### Dataset

==================================================

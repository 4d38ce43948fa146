//! SQL Query Builder for GraphQL ORM
//!
//! Provides a type-safe query builder that works with `DatabaseEntity` types
//! and uses parameterized queries via sqlx to prevent SQL injection.
//!
//! Placeholders are bare `?`; the builder keeps bind values in the order
//! their placeholders appear in the generated text.

use std::marker::PhantomData;

use sqlx::SqlitePool;

use super::traits::{
    DatabaseEntity, DatabaseFilter, DatabaseOrderBy, FromSqlRow, SortOrder, SqlValue, and_all,
    bind_all, or_any,
};
use crate::error::{ApiError, ApiResult};

/// Arguments shared by every list-shaped read (`findMany`, `findFirst`,
/// `aggregate`, to-many relations).
#[derive(Debug, Clone)]
pub struct FindManyArgs<W, U, O> {
    pub filter: Option<W>,
    pub order_by: Option<Vec<O>>,
    pub cursor: Option<U>,
    pub take: Option<i32>,
    pub skip: Option<i32>,
}

impl<W, U, O> Default for FindManyArgs<W, U, O> {
    fn default() -> Self {
        Self {
            filter: None,
            order_by: None,
            cursor: None,
            take: None,
            skip: None,
        }
    }
}

/// A query builder for database entities.
///
/// Builds parameterized SQL queries for SELECT, UPDATE and DELETE with
/// filtering, sorting, cursor and offset pagination.
pub struct EntityQuery<E: DatabaseEntity> {
    _phantom: PhantomData<E>,
    where_clauses: Vec<String>,
    values: Vec<SqlValue>,
    order: Vec<(&'static str, SortOrder)>,
    cursor: Option<(Vec<String>, Vec<SqlValue>)>,
    limit: Option<i64>,
    offset: Option<i64>,
}

impl<E: DatabaseEntity + FromSqlRow> EntityQuery<E> {
    /// Create a new query builder for the entity type.
    pub fn new() -> Self {
        Self {
            _phantom: PhantomData,
            where_clauses: Vec::new(),
            values: Vec::new(),
            order: Vec::new(),
            cursor: None,
            limit: None,
            offset: None,
        }
    }

    /// Apply every part of a [FindManyArgs].
    pub fn apply<W, U, O>(self, args: &FindManyArgs<W, U, O>) -> ApiResult<Self>
    where
        W: DatabaseFilter,
        U: DatabaseFilter,
        O: DatabaseOrderBy,
    {
        let mut query = self;
        if let Some(ref filter) = args.filter {
            query = query.filter(filter);
        }
        if let Some(ref order_by) = args.order_by {
            query = query.order_by(order_by);
        }
        if let Some(ref cursor) = args.cursor {
            query = query.cursor(cursor)?;
        }
        query.take(args.take)?.skip(args.skip)
    }

    /// Add a filter to the query.
    pub fn filter<F: DatabaseFilter>(mut self, filter: &F) -> Self {
        if !filter.is_empty() {
            let (conditions, values) = filter.to_sql_conditions();
            self.where_clauses.extend(conditions);
            self.values.extend(values);
        }
        self
    }

    /// Add a raw WHERE clause condition.
    pub fn where_clause(mut self, condition: impl Into<String>, values: Vec<SqlValue>) -> Self {
        self.where_clauses.push(condition.into());
        self.values.extend(values);
        self
    }

    /// Add sorting to the query. Entries apply in list order.
    pub fn order_by<O: DatabaseOrderBy>(mut self, orders: &[O]) -> Self {
        for order in orders {
            self.order.extend(order.order_columns());
        }
        self
    }

    /// Start the result set at the row identified by `cursor` (inclusive).
    pub fn cursor<U: DatabaseFilter>(mut self, cursor: &U) -> ApiResult<Self> {
        if cursor.is_empty() {
            return Err(ApiError::validation("cursor must identify a row"));
        }
        self.cursor = Some(cursor.to_sql_conditions());
        Ok(self)
    }

    /// Limit the number of rows returned.
    pub fn take(mut self, take: Option<i32>) -> ApiResult<Self> {
        if let Some(take) = take {
            if take < 0 {
                return Err(ApiError::validation("take must not be negative"));
            }
            self.limit = Some(i64::from(take));
        }
        Ok(self)
    }

    /// Skip the first rows of the result set.
    pub fn skip(mut self, skip: Option<i32>) -> ApiResult<Self> {
        if let Some(skip) = skip {
            if skip < 0 {
                return Err(ApiError::validation("skip must not be negative"));
            }
            self.offset = Some(i64::from(skip));
        }
        Ok(self)
    }

    /// Set limit directly.
    pub fn limit(mut self, limit: i64) -> Self {
        self.limit = Some(limit);
        self
    }

    /// Requested ordering, falling back to the entity default, always ending
    /// with the primary key so pagination is deterministic.
    pub fn resolved_order(&self) -> Vec<(&'static str, SortOrder)> {
        let mut order = if self.order.is_empty() {
            vec![(E::DEFAULT_SORT, E::DEFAULT_SORT_DIR)]
        } else {
            self.order.clone()
        };
        if !order.iter().any(|(column, _)| *column == E::PRIMARY_KEY) {
            order.push((E::PRIMARY_KEY, SortOrder::Asc));
        }
        order
    }

    /// ORDER BY body, optionally qualifying columns with a table alias.
    pub fn order_sql(&self, alias: Option<&str>) -> String {
        self.resolved_order()
            .iter()
            .map(|(column, dir)| match alias {
                Some(alias) => format!("{}.{} {}", alias, column, dir.to_sql()),
                None => format!("{} {}", column, dir.to_sql()),
            })
            .collect::<Vec<_>>()
            .join(", ")
    }

    /// Rows at or after the cursor row in the resolved order.
    ///
    /// Lexicographic comparison over the order columns: a row qualifies when
    /// it equals the cursor on every leading column and sorts after it on the
    /// next one, or is the cursor row itself.
    fn cursor_condition(&self) -> Option<(String, Vec<SqlValue>)> {
        let (unique_conditions, unique_values) = self.cursor.as_ref()?;
        let locate = and_all(unique_conditions.clone());
        let cursor_value =
            |column: &str| format!("(SELECT {} FROM {} WHERE {})", column, E::TABLE_NAME, locate);

        let order = self.resolved_order();
        let mut branches = Vec::new();
        let mut values = Vec::new();

        for (i, (column, dir)) in order.iter().enumerate() {
            let mut parts = Vec::new();
            for (prefix, _) in &order[..i] {
                parts.push(format!("{} = {}", prefix, cursor_value(prefix)));
                values.extend(unique_values.iter().cloned());
            }
            parts.push(format!(
                "{} {} {}",
                column,
                dir.after_operator(),
                cursor_value(column)
            ));
            values.extend(unique_values.iter().cloned());
            branches.push(and_all(parts));
        }

        branches.push(format!(
            "{} = {}",
            E::PRIMARY_KEY,
            cursor_value(E::PRIMARY_KEY)
        ));
        values.extend(unique_values.iter().cloned());

        Some((or_any(branches), values))
    }

    /// WHERE clause (without the keyword) and its values.
    pub fn where_sql(&self) -> (String, Vec<SqlValue>) {
        let mut conditions = self.where_clauses.clone();
        let mut values = self.values.clone();
        if let Some((condition, cursor_values)) = self.cursor_condition() {
            conditions.push(condition);
            values.extend(cursor_values);
        }
        (and_all(conditions), values)
    }

    fn limit_sql(&self) -> String {
        match (self.limit, self.offset) {
            (Some(limit), Some(offset)) if offset > 0 => {
                format!(" LIMIT {} OFFSET {}", limit, offset)
            }
            (Some(limit), _) => format!(" LIMIT {}", limit),
            (None, Some(offset)) if offset > 0 => format!(" LIMIT -1 OFFSET {}", offset),
            _ => String::new(),
        }
    }

    /// Build the SELECT statement.
    pub fn build_sql(&self) -> (String, Vec<SqlValue>) {
        let (where_sql, values) = self.where_sql();
        let sql = format!(
            "{} WHERE {} ORDER BY {}{}",
            E::select_sql(),
            where_sql,
            self.order_sql(None),
            self.limit_sql()
        );
        (sql, values)
    }

    /// Build a DELETE statement for bulk delete by filter.
    pub fn build_delete_sql(&self) -> (String, Vec<SqlValue>) {
        let (where_sql, values) = self.where_sql();
        (
            format!("DELETE FROM {} WHERE {}", E::TABLE_NAME, where_sql),
            values,
        )
    }

    /// Build an UPDATE statement for bulk update by filter.
    pub fn build_update_sql(
        &self,
        assignments: Vec<String>,
        assignment_values: Vec<SqlValue>,
    ) -> (String, Vec<SqlValue>) {
        let (where_sql, where_values) = self.where_sql();
        let mut values = assignment_values;
        values.extend(where_values);
        (
            format!(
                "UPDATE {} SET {} WHERE {}",
                E::TABLE_NAME,
                assignments.join(", "),
                where_sql
            ),
            values,
        )
    }

    /// Execute the query and return all matching entities.
    pub async fn fetch_all(self, pool: &SqlitePool) -> ApiResult<Vec<E>> {
        let (sql, values) = self.build_sql();
        tracing::debug!(sql = %sql, entity = E::ENTITY_NAME, "Executing entity query");

        let rows = bind_all(&sql, &values).fetch_all(pool).await?;
        rows.iter()
            .map(|row| E::from_row(row).map_err(ApiError::from))
            .collect()
    }

    /// Execute the query and return the first entity.
    pub async fn fetch_first(self, pool: &SqlitePool) -> ApiResult<Option<E>> {
        let query = match self.limit {
            Some(0) => return Ok(None),
            _ => self.limit(1),
        };
        Ok(query.fetch_all(pool).await?.into_iter().next())
    }
}

impl<E: DatabaseEntity + FromSqlRow> Default for EntityQuery<E> {
    fn default() -> Self {
        Self::new()
    }
}

/// Execute an INSERT/UPDATE/DELETE with bound values.
pub async fn execute_with_binds(
    sql: &str,
    values: &[SqlValue],
    pool: &SqlitePool,
) -> ApiResult<u64> {
    tracing::debug!(sql = %sql, "Executing statement");
    let result = bind_all(sql, values).execute(pool).await?;
    Ok(result.rows_affected())
}

#[cfg(test)]
mod tests {
    use super::*;
    use pretty_assertions::assert_eq;
    use sqlx::sqlite::SqliteRow;

    struct Widget;

    impl DatabaseEntity for Widget {
        const ENTITY_NAME: &'static str = "Widget";
        const TABLE_NAME: &'static str = "widget";
        const PLURAL_NAME: &'static str = "Widgets";
        const PRIMARY_KEY: &'static str = "id";
        const DEFAULT_SORT: &'static str = "id";

        fn column_names() -> &'static [&'static str] {
            &["id", "name"]
        }

        fn primary_key_value(&self) -> i64 {
            0
        }
    }

    impl FromSqlRow for Widget {
        fn from_row(_row: &SqliteRow) -> Result<Self, sqlx::Error> {
            Ok(Widget)
        }
    }

    struct ById(i64);

    impl DatabaseFilter for ById {
        fn to_sql_conditions(&self) -> (Vec<String>, Vec<SqlValue>) {
            (vec!["id = ?".into()], vec![SqlValue::Int(self.0)])
        }

        fn is_empty(&self) -> bool {
            false
        }
    }

    struct ByNameDesc;

    impl DatabaseOrderBy for ByNameDesc {
        fn order_columns(&self) -> Vec<(&'static str, SortOrder)> {
            vec![("name", SortOrder::Desc)]
        }
    }

    #[test]
    fn default_order_is_primary_key() {
        let (sql, values) = EntityQuery::<Widget>::new().build_sql();
        assert_eq!(sql, "SELECT id, name FROM widget WHERE 1 = 1 ORDER BY id ASC");
        assert!(values.is_empty());
    }

    #[test]
    fn primary_key_breaks_ties() {
        let query = EntityQuery::<Widget>::new()
            .order_by(&[ByNameDesc])
            .take(Some(5))
            .unwrap()
            .skip(Some(10))
            .unwrap();
        let (sql, _) = query.build_sql();
        assert_eq!(
            sql,
            "SELECT id, name FROM widget WHERE 1 = 1 ORDER BY name DESC, id ASC LIMIT 5 OFFSET 10"
        );
    }

    #[test]
    fn negative_take_is_rejected() {
        let err = EntityQuery::<Widget>::new().take(Some(-1)).err();
        assert!(matches!(err, Some(ApiError::Validation(_))));
    }

    #[test]
    fn cursor_binds_locator_per_subselect() {
        let query = EntityQuery::<Widget>::new()
            .order_by(&[ByNameDesc])
            .cursor(&ById(7))
            .unwrap();
        let (sql, values) = query.build_sql();
        assert_eq!(
            sql,
            "SELECT id, name FROM widget WHERE (((name < (SELECT name FROM widget WHERE (id = ?))) \
             OR (name = (SELECT name FROM widget WHERE (id = ?)) AND id > (SELECT id FROM widget WHERE (id = ?))) \
             OR id = (SELECT id FROM widget WHERE (id = ?)))) ORDER BY name DESC, id ASC"
        );
        assert_eq!(values, vec![SqlValue::Int(7); 4]);
    }

    #[test]
    fn skip_without_take_uses_unbounded_limit() {
        let (sql, _) = EntityQuery::<Widget>::new()
            .skip(Some(3))
            .unwrap()
            .build_sql();
        assert!(sql.ends_with("ORDER BY id ASC LIMIT -1 OFFSET 3"));
    }
}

==================================================

### Task description
The expected answer is a copy of each line above containing "bulk".

### Response area
    /// Build a DELETE statement for bulk delete by filter.
    /// Build an UPDATE statement for bulk update by filter.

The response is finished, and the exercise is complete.